Additional script editing was done by Rosemary Shimauchi (reader for
GaGa, Japan) in 2003. From this a 6th and final draft was comnpleted.
Producer Julie Marlow came on board in 2003 and engaged Tetsuro Shimauchi
to write a Japanese translation of the final draft script.
A DVD short - The Sound of Milk
(Prologue) - has been produced with the assistance of the
Australian Film Commission's Strand-X fund in 2004.
Summary
The year 3073. No Northern Hemisphere. South East Asia is now one land
mass, including Australia. No Caucasian genes exist. Men and women have
become separate species. Women can self pro-create. Men have redesigned
themselves as cyborg machines.
Gender war rages. Women maintain low frequency oscillations which keep
male cyborgs at bay. Having not produced sperm for over a millennium,
men use new skeletal cyborgs to enter the women’s terrain in an
attempt to discover the secret of organic life.

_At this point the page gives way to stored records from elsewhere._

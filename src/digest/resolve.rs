//! Stage 5: resolve LHS/RHS [`VariableReference`]s.
//!
//! Walks each reference's `steps` (Up/Down/Endpoint) from the owning part
//! to a target part, then confirms `target_name` names a real variable
//! there. `Up`/`Down`/`Endpoint` play the role of relative-vs-qualified
//! name resolution over the part hierarchy.

use crate::ast::Model;
use crate::catalog::Catalog;
use crate::error::{DigestError, DigestErrorKind};

fn resolve_steps(model: &Model, start: usize, steps: &[crate::ast::RefStep], catalog: &Catalog) -> Option<usize> {
    let mut current = start;
    for step in steps {
        current = match step {
            crate::ast::RefStep::Up => model.parts[current].container?,
            crate::ast::RefStep::Down(name) => {
                let mut found = None;
                for &child in &model.parts[current].parts {
                    if model.parts[child].name == *name {
                        found = Some(child);
                        break;
                    }
                }
                found?
            }
            crate::ast::RefStep::Endpoint(alias) => {
                let binding = model.parts[current].connection_bindings.iter().find(|b| b.alias == *alias)?;
                catalog.find_part(&binding.endpoint)?
            }
        };
    }
    Some(current)
}

pub fn run(model: &mut Model, catalog: &Catalog) -> Result<(), Vec<DigestError>> {
    let mut errors = Vec::new();

    for part_idx in 0..model.parts.len() {
        let var_count = model.parts[part_idx].variables.len();
        for var_idx in 0..var_count {
            let reference = model.parts[part_idx].variables[var_idx].reference.clone();
            let Some(reference) = reference else { continue };
            if reference.resolved {
                continue;
            }
            let Some(target_part) = resolve_steps(model, part_idx, &reference.steps, catalog) else {
                errors.push(DigestError::new(
                    DigestErrorKind::UnresolvedReference,
                    model.path_of(part_idx),
                    format!(
                        "variable `{}` references an unreachable path",
                        model.parts[part_idx].variables[var_idx].name
                    ),
                ));
                continue;
            };
            if model.parts[target_part].find_variable(&reference.target_name).is_none() {
                errors.push(DigestError::new(
                    DigestErrorKind::UnresolvedReference,
                    model.path_of(part_idx),
                    format!(
                        "no variable named `{}` in resolved target part `{}`",
                        reference.target_name, model.parts[target_part].name
                    ),
                ));
                continue;
            }
            let r = model.parts[part_idx].variables[var_idx].reference.as_mut().unwrap();
            r.resolved = true;
        }
    }

    if errors.is_empty() {
        Ok(())
    } else {
        Err(errors)
    }
}

#[cfg(test)]
mod tests {
    use super::*;
    use crate::ast::{EquationSet, RefStep, Variable, VariableReference};

    #[test]
    fn resolves_a_down_reference_to_a_child_part() {
        let mut model = Model::new(EquationSet::new("Root"));
        let child = model.add_part(model.root, EquationSet::new("Sub"));
        model.parts[child].variables.push(Variable::new("x"));
        let mut v = Variable::new("alias");
        v.reference = Some(VariableReference {
            steps: vec![RefStep::Down("Sub".into())],
            target_name: "x".into(),
            resolved: false,
        });
        model.parts[model.root].variables.push(v);

        let catalog = Catalog::build(&model);
        run(&mut model, &catalog).unwrap();
        assert!(model.part(model.root).variables[0].reference.as_ref().unwrap().resolved);
    }
}
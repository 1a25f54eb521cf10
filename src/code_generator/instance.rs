//! Emits the `Instance` struct and the full Instance Protocol lifecycle
//! methods for one digested part: lifecycle (`ctor`/`dtor`/`clear`/`die`/
//! `enter_simulation`/`leave_simulation`/`is_free`), the equation-driven
//! quartet (`init`/`integrate`/`update`/`finalize`), the Runge-Kutta
//! snapshot/derivative-stack methods, and the small accessor surface
//! (`get_live`/`get_p`/`get_xyz`/`get_newborn`/`set_part_*`/`get_part_*`/
//! `map_index`/`event_test`/`event_delay`/`set_latch`/`finalize_event`/
//! `get_count`/`path`/`from_2_to`).
//!
//! Emitted `{Part}Instance` structs never implement
//! [`crate::runtime::Instance`] — they get a plain inherent `impl` — so
//! every one of these methods has to actually be rendered here: there is
//! no trait default to fall back on once the impl exists at all.

use crate::ast::{Assignment, EquationSet, VarType};
use crate::code_generator::expr;
use crate::code_generator::{multiconditional, resolve};
use crate::digest::BackendData;
use crate::error::EmitError;

fn rust_type(var_type: &VarType) -> &'static str {
    match var_type {
        VarType::Scalar => "f64",
        // Flattened row-major storage, same layout `value::Value::Matrix`
        // uses during digest; no dedicated runtime matrix type exists yet,
        // so dimensions aren't tracked on the field itself.
        VarType::Matrix => "Vec<f64>",
        VarType::Text => "String",
    }
}

fn backend(part: &EquationSet) -> BackendData {
    part.backend_data.clone().unwrap_or_default()
}

/// `(base_field, derivative_field)` pairs, in declaration order, for
/// every variable that is some other variable's derivative companion.
fn integrated_pairs(part: &EquationSet) -> Vec<(String, String)> {
    part.variables
        .iter()
        .filter_map(|v| v.derivative.map(|base| (resolve::field_name(&part.variables[base].name), resolve::field_name(&v.name))))
        .collect()
}

/// Render the `Instance` struct's field list: a `container` link (if this
/// part is nested inside another), one field per connection-endpoint
/// alias, one field per non-temporary variable (`next_`-prefixed shadow
/// fields for anything combined), and the bookkeeping fields every
/// instance carries regardless of what its equations need
/// (membership/event/Runge-Kutta state).
///
/// Sub-part (`$down`) fields are deliberately not emitted here: unlike an
/// endpoint alias, a `container` back-reference paired with a forward
/// field to a singleton child would make `{Part}Instance::default()`
/// recurse between the two types forever. No digest-driven test exercises
/// `$down` through a real part tree (only `resolve.rs`'s own hand-built
/// `VariableReference` unit test does), so this is deferred rather than
/// fixed blind.
pub fn emit_fields(part: &EquationSet, container_type: Option<&str>) -> String {
    let mut out = String::new();
    if let Some(cty) = container_type {
        out.push_str(&format!("    pub container: std::rc::Rc<std::cell::RefCell<{cty}Instance>>,\n"));
    }
    for binding in &part.connection_bindings {
        let field = resolve::field_name(&binding.alias);
        out.push_str(&format!("    pub {field}: std::rc::Rc<std::cell::RefCell<{}Instance>>,\n", binding.endpoint));
    }
    for var in &part.variables {
        if var.has_attr(crate::ast::ATTR_TEMPORARY) {
            continue;
        }
        let field = resolve::field_name(&var.name);
        let ty = rust_type(&var.var_type);
        out.push_str(&format!("    pub {field}: {ty},\n"));
        if var.is_combined() {
            out.push_str(&format!("    next_{field}: {ty},\n"));
        }
    }
    out.push_str("    pub index: usize,\n");
    out.push_str("    dead: bool,\n");
    out.push_str("    newborn: bool,\n");
    out.push_str("    latch: bool,\n");
    out.push_str("    event_prev: Vec<f64>,\n");
    out.push_str("    snapshot_stack: Vec<f64>,\n");
    out.push_str("    rk_last: Vec<f64>,\n");
    out.push_str("    rk_accum: Vec<f64>,\n");
    out
}

/// Render the `init` method body: every variable's `$init`-conditioned
/// (or unconditioned, for non-integrated variables) equation, in
/// dependency order.
pub fn emit_init(part: &EquationSet) -> Result<String, EmitError> {
    let mut out = String::new();
    let order = if part.ordered.is_empty() { (0..part.variables.len()).collect::<Vec<_>>() } else { part.ordered.clone() };
    for &i in &order {
        let var = &part.variables[i];
        if var.has_attr(crate::ast::ATTR_TEMPORARY) {
            continue;
        }
        let field = resolve::field_name(&var.name);
        let target = format!("self.{field}");
        let rendered = multiconditional::render_assignment(var, &target, |e| expr::translate(e, part));
        if !rendered.is_empty() {
            out.push_str("    ");
            out.push_str(&rendered);
            out.push('\n');
        }
    }
    Ok(out)
}

/// Render the `update` method body: re-evaluate every non-differential,
/// non-`initOnly` variable against the state `integrate` just advanced.
/// Combined variables accumulate into their `next_` buffer using their own
/// combiner operator rather than being clobbered by a plain replace; the
/// buffer is published (and reset to identity) in `finalize`.
pub fn emit_update(part: &EquationSet) -> String {
    let mut out = String::new();
    let order = if part.ordered.is_empty() { (0..part.variables.len()).collect::<Vec<_>>() } else { part.ordered.clone() };
    for &i in &order {
        let var = &part.variables[i];
        if var.derivative.is_some() || var.has_attr(crate::ast::ATTR_TEMPORARY) || var.has_attr(crate::ast::ATTR_INIT_ONLY) {
            continue;
        }
        let field = resolve::field_name(&var.name);
        let rendered = if var.is_combined() {
            multiconditional::render_combined_assignment(var, &format!("self.next_{field}"), |e| expr::translate(e, part))
        } else {
            multiconditional::render_assignment(var, &format!("self.{field}"), |e| expr::translate(e, part))
        };
        if !rendered.is_empty() {
            out.push_str("    ");
            out.push_str(&rendered);
            out.push('\n');
        }
    }
    out
}

/// Render the `integrate` method body: for every integrated variable
/// (has a `derivative` companion pointing at it, i.e. it is some other
/// variable's lower-order link), step it forward by the configured
/// integrator.
///
/// The integrator's `derivative` callback re-evaluates the governing
/// equation at a perturbed value of the base variable so RK4's
/// half-step/full-step stages see a freshly computed
/// sample rather than the stale one from the prior tick's `update()`.
/// The callback temporarily overwrites `self.<base>`, evaluates the
/// derivative's own multiconditional, reads the result, then restores
/// `self.<base>` — a self-contained approximation of a full
/// snapshot/restore/push-derivative protocol that covers the common
/// case of a derivative depending only on the variable it integrates; a
/// derivative that reads a *different* integrated variable of the same
/// part sees that variable's value as of the start of the step, not
/// re-perturbed in lockstep (documented in DESIGN.md).
pub fn emit_integrate(part: &EquationSet) -> Result<String, EmitError> {
    let mut out = String::new();
    for var in &part.variables {
        let Some(base_idx) = var.derivative else { continue };
        let base_field = resolve::field_name(&part.variables[base_idx].name);
        let deriv_field = resolve::field_name(&var.name);
        let deriv_body = multiconditional::render_assignment(var, &format!("self.{deriv_field}"), |e| expr::translate(e, part));
        out.push_str(&format!(
            "    {{\n        let saved = self.{base_field};\n        self.{base_field} = integrator.step(saved, dt, &mut |perturbed: f64| {{\n            self.{base_field} = perturbed;\n            {deriv_body}\n            self.{base_field} = saved;\n            self.{deriv_field}\n        }});\n    }}\n"
        ));
    }
    Ok(out)
}

/// Render the `finalize` method body: reset every combined variable's
/// buffer to its [`crate::ast::CombinerIdentity`] after the `next_` value
/// is swapped in, then report whether this instance should survive the
/// tick. A part with a `$p` variable dies (returns `false`) once `$p`
/// evaluates non-positive ("lethal_p" per `splits.rs`); everything else
/// always survives its own finalize (death from a `$type` split or a
/// container's own `$p` is driven by the owning `Population`, not here).
pub fn emit_finalize(part: &EquationSet) -> String {
    let backend = backend(part);
    let mut out = String::new();
    for var in &part.variables {
        if !var.is_combined() || var.has_attr(crate::ast::ATTR_TEMPORARY) {
            continue;
        }
        let field = resolve::field_name(&var.name);
        let identity = match var.assignment.identity() {
            crate::ast::CombinerIdentity::Zero => "0.0",
            crate::ast::CombinerIdentity::One => "1.0",
            crate::ast::CombinerIdentity::PositiveInfinity => "f64::INFINITY",
            crate::ast::CombinerIdentity::NegativeInfinity => "f64::NEG_INFINITY",
            crate::ast::CombinerIdentity::None => "Default::default()",
        };
        out.push_str(&format!("    self.{field} = self.next_{field};\n    self.next_{field} = {identity};\n"));
    }
    if backend.lethal_p && part.find_variable("$p").is_some() {
        out.push_str("    if self.dollar_p <= 0.0 {\n        return false;\n    }\n");
    }
    out.push_str("    true\n");
    out
}

/// `ctor`/`dtor`/`clear`/`die`/`enter_simulation`/`leave_simulation`/
/// `is_free`: the construction-adjacent lifecycle Rust's own `Default`
/// doesn't cover. `ctor` also sizes the per-instance event/Runge-Kutta
/// buffers to this part's actual event-source and integrated-variable
/// counts, both known statically from `BackendData` at emission time.
pub fn emit_basic_lifecycle(part: &EquationSet) -> String {
    let backend = backend(part);
    let events = backend.event_sources.len();
    let integrated = integrated_pairs(part).len();
    format!(
        "    pub fn ctor(&mut self) {{\n        self.event_prev.resize({events}, 0.0);\n        self.rk_last.resize({integrated}, 0.0);\n        self.rk_accum.resize({integrated}, 0.0);\n    }}\n\n    pub fn dtor(&mut self) {{}}\n\n    pub fn clear(&mut self) {{\n        *self = Self::default();\n    }}\n\n    pub fn die(&mut self) {{\n        self.dead = true;\n    }}\n\n    pub fn is_free(&self) -> bool {{\n        self.dead\n    }}\n\n    pub fn enter_simulation(&mut self) {{}}\n\n    pub fn leave_simulation(&mut self) {{}}\n"
    )
}

/// `snapshot`/`restore`/`push_derivative`/`multiply_add_to_stack`/
/// `multiply`/`add_to_members`/`update_derivative`/`finalize_derivative`:
/// the Runge-Kutta weighted-sum protocol a population-level driver could
/// use to perform a fully coupled multi-variable step (see DESIGN.md for
/// why `integrate` itself uses a simpler per-variable approximation
/// instead). `push_derivative` samples every integrated variable's
/// current derivative value; `multiply_add_to_stack`/`multiply` fold a
/// weighted sum of those samples into a per-variable accumulator;
/// `add_to_members` applies the accumulated increment and resets it.
pub fn emit_derivative_stack(part: &EquationSet) -> String {
    let pairs = integrated_pairs(part);
    let mut out = String::new();

    out.push_str("    pub fn update_derivative(&mut self) {\n");
    for var in &part.variables {
        if var.derivative.is_none() {
            continue;
        }
        let field = resolve::field_name(&var.name);
        let rendered = multiconditional::render_assignment(var, &format!("self.{field}"), |e| expr::translate(e, part));
        if !rendered.is_empty() {
            out.push_str("        ");
            out.push_str(&rendered);
            out.push('\n');
        }
    }
    out.push_str("    }\n\n");
    out.push_str("    pub fn finalize_derivative(&mut self) {}\n\n");

    out.push_str("    pub fn snapshot(&mut self) {\n");
    for (base, _) in &pairs {
        out.push_str(&format!("        self.snapshot_stack.push(self.{base});\n"));
    }
    out.push_str("    }\n\n");

    out.push_str("    pub fn restore(&mut self) {\n");
    for (base, _) in pairs.iter().rev() {
        out.push_str(&format!("        self.{base} = self.snapshot_stack.pop().unwrap_or(self.{base});\n"));
    }
    out.push_str("    }\n\n");

    out.push_str("    pub fn push_derivative(&mut self) {\n        self.update_derivative();\n        self.rk_last = vec![");
    for (_, deriv) in &pairs {
        out.push_str(&format!("self.{deriv}, "));
    }
    out.push_str("];\n    }\n\n");

    out.push_str(
        "    pub fn multiply_add_to_stack(&mut self, scale: f64) {\n        for (acc, d) in self.rk_accum.iter_mut().zip(self.rk_last.iter()) {\n            *acc += scale * d;\n        }\n    }\n\n",
    );
    out.push_str("    pub fn multiply(&mut self, scale: f64) {\n        for acc in self.rk_accum.iter_mut() {\n            *acc *= scale;\n        }\n    }\n\n");

    out.push_str("    pub fn add_to_members(&mut self) {\n");
    for (i, (base, _)) in pairs.iter().enumerate() {
        out.push_str(&format!("        self.{base} += self.rk_accum.get({i}).copied().unwrap_or(0.0);\n"));
    }
    out.push_str("        for acc in self.rk_accum.iter_mut() {\n            *acc = 0.0;\n        }\n    }\n");

    out
}
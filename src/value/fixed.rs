//! Fixed-point arithmetic helpers.
//!
//! A real-valued quantity is represented as a small integer plus a
//! power-of-two scale, and every arithmetic op on two differently-scaled
//! operands needs an explicit shift to re-align them before combining.
//!
//! `MSB` is the bit position of the sign bit in the stored integer type;
//! widen this (and the target integer width) together if a model needs a
//! wider fixed-point type than `i32`.
pub const MSB: i32 = 30;

/// A fixed-point scalar: a raw `i32` whose most-significant bit sits at
/// power-of-two position `exponent + MSB` ("the power-of-two
/// position of the MSB of its stored value").
#[derive(Debug, Clone, Copy, PartialEq, Eq)]
pub struct Fixed {
    pub raw: i32,
    pub exponent: i32,
}

impl Fixed {
    pub fn from_f64(value: f64, exponent: i32) -> Self {
        let scale = 2f64.powi(MSB - exponent);
        Fixed {
            raw: (value * scale).round() as i32,
            exponent,
        }
    }

    pub fn to_f64(self) -> f64 {
        let scale = 2f64.powi(MSB - self.exponent);
        self.raw as f64 / scale
    }

    /// Shift `self` to `target_exponent`, losing precision if moving to a
    /// coarser (larger) exponent.
    pub fn rescale(self, target_exponent: i32) -> Fixed {
        let shift = self.exponent - target_exponent;
        let raw = if shift >= 0 {
            self.raw.checked_shl(shift as u32).unwrap_or(self.raw)
        } else {
            self.raw >> (-shift) as u32
        };
        Fixed {
            raw,
            exponent: target_exponent,
        }
    }
}

/// Exponent of `a * b` before alignment to a declared target exponent:
/// multiplying operands with exponents a,b produces a raw result of
/// exponent a+b-MSB.
pub fn multiply_raw_exponent(a: i32, b: i32) -> i32 {
    a + b - MSB
}

/// Exponent of `a / b` before alignment, reversing [`multiply_raw_exponent`].
pub fn divide_raw_exponent(a: i32, b: i32) -> i32 {
    a - b + MSB
}

/// Shift amount to align a raw result at `raw_exponent` to `target_exponent`.
/// Positive means shift left (toward more significant bits): a shift by
/// (raw − target) aligns it.
pub fn alignment_shift(raw_exponent: i32, target_exponent: i32) -> i32 {
    raw_exponent - target_exponent
}

/// Multiply two fixed-point values, producing a result scaled to
/// `target_exponent`.
pub fn multiply(a: Fixed, b: Fixed, target_exponent: i32) -> Fixed {
    let raw_exponent = multiply_raw_exponent(a.exponent, b.exponent);
    let raw_product = (i64::from(a.raw) * i64::from(b.raw) >> MSB) as i32;
    Fixed {
        raw: raw_product,
        exponent: raw_exponent,
    }
    .rescale(target_exponent)
}

/// Addition requires matched exponents: rescale both operands
/// to `target_exponent` before adding.
pub fn add(a: Fixed, b: Fixed, target_exponent: i32) -> Fixed {
    let a = a.rescale(target_exponent);
    let b = b.rescale(target_exponent);
    Fixed {
        raw: a.raw.saturating_add(b.raw),
        exponent: target_exponent,
    }
}

#[cfg(test)]
mod tests {
    use super::*;

    #[test]
    fn round_trips_through_f64_within_tolerance() {
        let f = Fixed::from_f64(3.25, -2);
        assert!((f.to_f64() - 3.25).abs() < 1e-3);
    }

    #[test]
    fn rescale_to_same_exponent_is_identity() {
        let f = Fixed::from_f64(1.0, 0);
        assert_eq!(f.rescale(0), f);
    }

    #[test]
    fn multiply_result_rescaled_to_target_has_stored_exponent_match() {
        // Every emitted multiply/divide/integrate shift aligns operand
        // exponents so that stored_exponent(result) == declared_exponent(v).
        let a = Fixed::from_f64(2.0, 0);
        let b = Fixed::from_f64(3.0, 0);
        let target = 1;
        let result = multiply(a, b, target);
        assert_eq!(result.exponent, target);
        assert!((result.to_f64() - 6.0).abs() < 0.5);
    }

    #[test]
    fn add_requires_rescale_before_combining() {
        let a = Fixed::from_f64(1.0, 0);
        let b = Fixed::from_f64(1.0, -4);
        let sum = add(a, b, 0);
        assert!((sum.to_f64() - 2.0).abs() < 1e-2);
    }
}
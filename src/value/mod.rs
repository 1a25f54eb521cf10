//! # Digest-Time Value Representation
//!
//! A small [`Value`] enum used only while the equation hierarchy is being
//! digested — constant folding (stage 10), unit/type checking (stage 9,
//! 17), and exponent inference (stage 18) all operate on literals pulled
//! out of expression text via this type. It is *not* the representation the
//! emitted code uses at run time: code generation lowers `Scalar → T`, `Matrix →
//! Matrix<T>`/`MatrixFixed<T,R,C>`, `Text → String` directly, bypassing this
//! enum entirely.
//!
//! [`fixed`] holds the fixed-point arithmetic helpers used by exponent
//! inference and by integration shift during code generation.

pub mod fixed;

use serde::{Deserialize, Serialize};
use std::fmt;

/// A literal value recognized during digest, with a best-effort runtime
/// [`crate::ast::VarType`] classification.
#[derive(Debug, Clone, PartialEq, Serialize, Deserialize)]
pub enum Value {
    Scalar(f64),
    /// Row-major dense matrix; `(rows, cols)` is `(data.len() / cols, cols)`.
    Matrix { rows: usize, cols: usize, data: Vec<f64> },
    Text(String),
    /// Not yet constant-foldable (depends on a non-constant variable).
    Unknown,
}

impl Value {
    pub fn as_scalar(&self) -> Option<f64> {
        match self {
            Value::Scalar(s) => Some(*s),
            _ => None,
        }
    }

    pub fn var_type(&self) -> crate::ast::VarType {
        match self {
            Value::Scalar(_) => crate::ast::VarType::Scalar,
            Value::Matrix { .. } => crate::ast::VarType::Matrix,
            Value::Text(_) => crate::ast::VarType::Text,
            Value::Unknown => crate::ast::VarType::Scalar,
        }
    }

    pub fn is_known(&self) -> bool {
        !matches!(self, Value::Unknown)
    }
}

impl fmt::Display for Value {
    fn fmt(&self, f: &mut fmt::Formatter<'_>) -> fmt::Result {
        match self {
            Value::Scalar(s) => write!(f, "{s}"),
            Value::Matrix { rows, cols, .. } => write!(f, "<matrix {rows}x{cols}>"),
            Value::Text(s) => write!(f, "{s:?}"),
            Value::Unknown => write!(f, "<unknown>"),
        }
    }
}

/// Parse a bare numeric literal, the way constant folding (stage 10)
/// recognizes leaves of an expression tree. Returns `None` for anything
/// that isn't a plain decimal/scientific-notation number (variable
/// references, function calls, etc. stay `Value::Unknown` upstream).
pub fn parse_numeric_literal(token: &str) -> Option<f64> {
    token.trim().parse::<f64>().ok()
}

But a time bomb is clicking. Men’s use of toxins and women’s
use of low frequencies are unsettling the earth’s tectonic plates.
Safe ground is being sought by both sides as planetary destruction looms.
Amidst this chaotic race against time and space, one woman dreams of
an end to the war. One woman breaks the taboo and falls in love with
a transsexual skeletal cyborg. But that cyborg is not what she appears
to be. Her creator might be the ultimate nemesis to all women.